Integration of transcriptomics, proteomics and extracellular metabolomics data into flux balance analysis

Transcriptomics, proteomics and extracellular metabolomic data were integrated into flux balance analysis using MARGE function from reframed python package (https://doi.org/10.5281/zenodo.3478380). Flux balance analysis simulations of phenotype predictions were performed following MARGE standard parameter settings. The iMM904 yeast model initially used was transformed to include gene‐protein‐reaction (GPR) associations (Machado et al, 2016). Differences in extracellular metabolites abundances, gene expression levels and protein abundances of metabolic genes were calculated between the following: (i) parental chassis‐derived producers and wild‐type strains; and (ii) evolved and parental chassis‐derived producing strains. Fold changes of differentially (q‐value < 0.1) expressed metabolic genes, protein abundances and extracellular metabolite abundances between two conditions were used in the simulation tool.
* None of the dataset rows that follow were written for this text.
//! Restart-on-change supervision of the automation relay.

use overcast_settings::{AutomationSettings, OvercastSettings};
use tokio::sync::{Mutex, watch};
use tokio_util::sync::CancellationToken;
use tracing::info;

use crate::relay::{AutomationRelay, RelayEndpoints};

struct SupervisorState {
    endpoints: RelayEndpoints,
    relay: Option<AutomationRelay>,
    /// Snapshot the current relay (or its absence) was derived from.
    applied: Option<(AutomationSettings, RelayEndpoints)>,
}

/// Owns at most one [`AutomationRelay`] and replaces it when settings change.
pub struct RelaySupervisor {
    state: Mutex<SupervisorState>,
}

impl RelaySupervisor {
    /// A supervisor with no relay running.
    pub fn new(endpoints: RelayEndpoints) -> Self {
        Self {
            state: Mutex::new(SupervisorState {
                endpoints,
                relay: None,
                applied: None,
            }),
        }
    }

    /// Stop the current relay, then start a new one if `settings.enabled`.
    pub async fn apply(&self, settings: &AutomationSettings) {
        let mut state = self.state.lock().await;
        Self::restart(&mut state, settings).await;
    }

    /// Apply a full settings snapshot, restarting only when the automation
    /// section or the telemetry endpoint changed. Returns whether it did.
    ///
    /// The hub URL given at construction is kept; it points at the hub this
    /// process is actually serving.
    pub async fn apply_snapshot(&self, settings: &OvercastSettings) -> bool {
        let mut state = self.state.lock().await;
        let endpoints = RelayEndpoints {
            hub_url: state.endpoints.hub_url.clone(),
            ..RelayEndpoints::from_settings(settings)
        };
        let unchanged = state
            .applied
            .as_ref()
            .is_some_and(|(automation, applied)| {
                *automation == settings.automation && *applied == endpoints
            });
        if unchanged {
            return false;
        }
        state.endpoints = endpoints;
        Self::restart(&mut state, &settings.automation).await;
        true
    }

    /// Whether a relay is running.
    pub async fn is_running(&self) -> bool {
        self.state.lock().await.relay.is_some()
    }

    /// Stop the current relay, if any.
    pub async fn shutdown(&self) {
        let relay = self.state.lock().await.relay.take();
        if let Some(relay) = relay {
            relay.stop().await;
        }
    }

    /// Follow `settings` until `cancel` fires, then stop the relay.
    ///
    /// If the settings source goes away the current relay keeps running.
    pub async fn run(&self, mut settings: watch::Receiver<OvercastSettings>, cancel: CancellationToken) {
        let initial = settings.borrow_and_update().clone();
        let _ = self.apply_snapshot(&initial).await;
        let mut following = true;
        loop {
            tokio::select! {
                () = cancel.cancelled() => break,
                changed = settings.changed(), if following => {
                    if changed.is_err() {
                        following = false;
                        continue;
                    }
                    let snapshot = settings.borrow_and_update().clone();
                    if self.apply_snapshot(&snapshot).await {
                        info!(enabled = snapshot.automation.enabled, "automation settings applied");
                    }
                }
            }
        }
        self.shutdown().await;
    }

    async fn restart(state: &mut SupervisorState, settings: &AutomationSettings) {
        if let Some(relay) = state.relay.take() {
            relay.stop().await;
        }
        if settings.enabled {
            state.relay = Some(AutomationRelay::start(
                settings.clone(),
                state.endpoints.clone(),
            ));
        } else {
            info!("automation disabled");
        }
        state.applied = Some((settings.clone(), state.endpoints.clone()));
    }
}
//! Subscription table: `channel:event` pairs to ordered callback lists.

use std::collections::HashMap;
use std::sync::Arc;

use serde_json::Value;

/// Channel whose events are dispatched in-process and never sent upstream.
pub const LOCAL_CHANNEL: &str = "local";
/// Channel carrying the client's own link status.
pub const STATUS_CHANNEL: &str = "ws";
/// Event on [`STATUS_CHANNEL`] fired on every status transition.
pub const STATUS_EVENT: &str = "status";

/// Subscriber callback. Invoked with the event's `data` payload.
pub type Callback = Arc<dyn Fn(&Value) + Send + Sync>;

/// One name or a list of names.
#[derive(Clone, Debug, Default, PartialEq, Eq)]
pub struct Names(Vec<String>);

impl Names {
    /// Iterate the names in the order given.
    pub fn iter(&self) -> impl Iterator<Item = &str> {
        self.0.iter().map(String::as_str)
    }

    /// Whether no names were given.
    pub fn is_empty(&self) -> bool {
        self.0.is_empty()
    }
}

impl From<&str> for Names {
    fn from(name: &str) -> Self {
        Self(vec![name.to_owned()])
    }
}

impl From<String> for Names {
    fn from(name: String) -> Self {
        Self(vec![name])
    }
}

impl From<Vec<String>> for Names {
    fn from(names: Vec<String>) -> Self {
        Self(names)
    }
}

impl From<Vec<&str>> for Names {
    fn from(names: Vec<&str>) -> Self {
        Self(names.into_iter().map(str::to_owned).collect())
    }
}

impl From<&[&str]> for Names {
    fn from(names: &[&str]) -> Self {
        Self(names.iter().map(|n| (*n).to_owned()).collect())
    }
}

impl<const N: usize> From<[&str; N]> for Names {
    fn from(names: [&str; N]) -> Self {
        Self(names.iter().map(|n| (*n).to_owned()).collect())
    }
}

/// Whether a pair on `channel` is registered with the telemetry source.
pub fn is_network_channel(channel: &str) -> bool {
    channel != LOCAL_CHANNEL && channel != STATUS_CHANNEL
}

type Pair = (String, String);

/// Callback lists keyed by `(channel, event)`, remembering first-subscription
/// order so registrations replay deterministically.
#[derive(Default)]
pub struct SubscriptionTable {
    callbacks: HashMap<Pair, Vec<Callback>>,
    order: Vec<Pair>,
}

impl SubscriptionTable {
    /// Empty table.
    pub fn new() -> Self {
        Self::default()
    }

    /// Append `callback` to the pair's list. Returns `true` when the pair is new.
    pub fn add(&mut self, channel: &str, event: &str, callback: Callback) -> bool {
        let key = (channel.to_owned(), event.to_owned());
        if let Some(list) = self.callbacks.get_mut(&key) {
            list.push(callback);
            return false;
        }
        self.order.push(key.clone());
        let _ = self.callbacks.insert(key, vec![callback]);
        true
    }

    /// Snapshot of the pair's callbacks in subscription order.
    pub fn callbacks(&self, channel: &str, event: &str) -> Vec<Callback> {
        self.callbacks
            .get(&(channel.to_owned(), event.to_owned()))
            .cloned()
            .unwrap_or_default()
    }

    /// Pairs that are registered upstream, in first-subscription order.
    pub fn network_pairs(&self) -> impl Iterator<Item = (&str, &str)> {
        self.order
            .iter()
            .filter(|(channel, _)| is_network_channel(channel))
            .map(|(c, e)| (c.as_str(), e.as_str()))
    }

    /// Number of distinct pairs.
    pub fn len(&self) -> usize {
        self.order.len()
    }

    /// Whether the table has no pairs.
    pub fn is_empty(&self) -> bool {
        self.order.is_empty()
    }
}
Relative growth rate differences between strains and wild‐type (Fig 1D) were used to fit “growth_frac” parameter (growth_frac of wild‐type = 1). Flux balance analysis was simulated using the differentially phenotypic changes imposed as lower/upper bounds in the flux of the respective reaction. The IBM ILOG CPLEX Optimizer (version 12.8.0) was used for solving the MILP problems. All simulations were conducted with Python 3.6.9.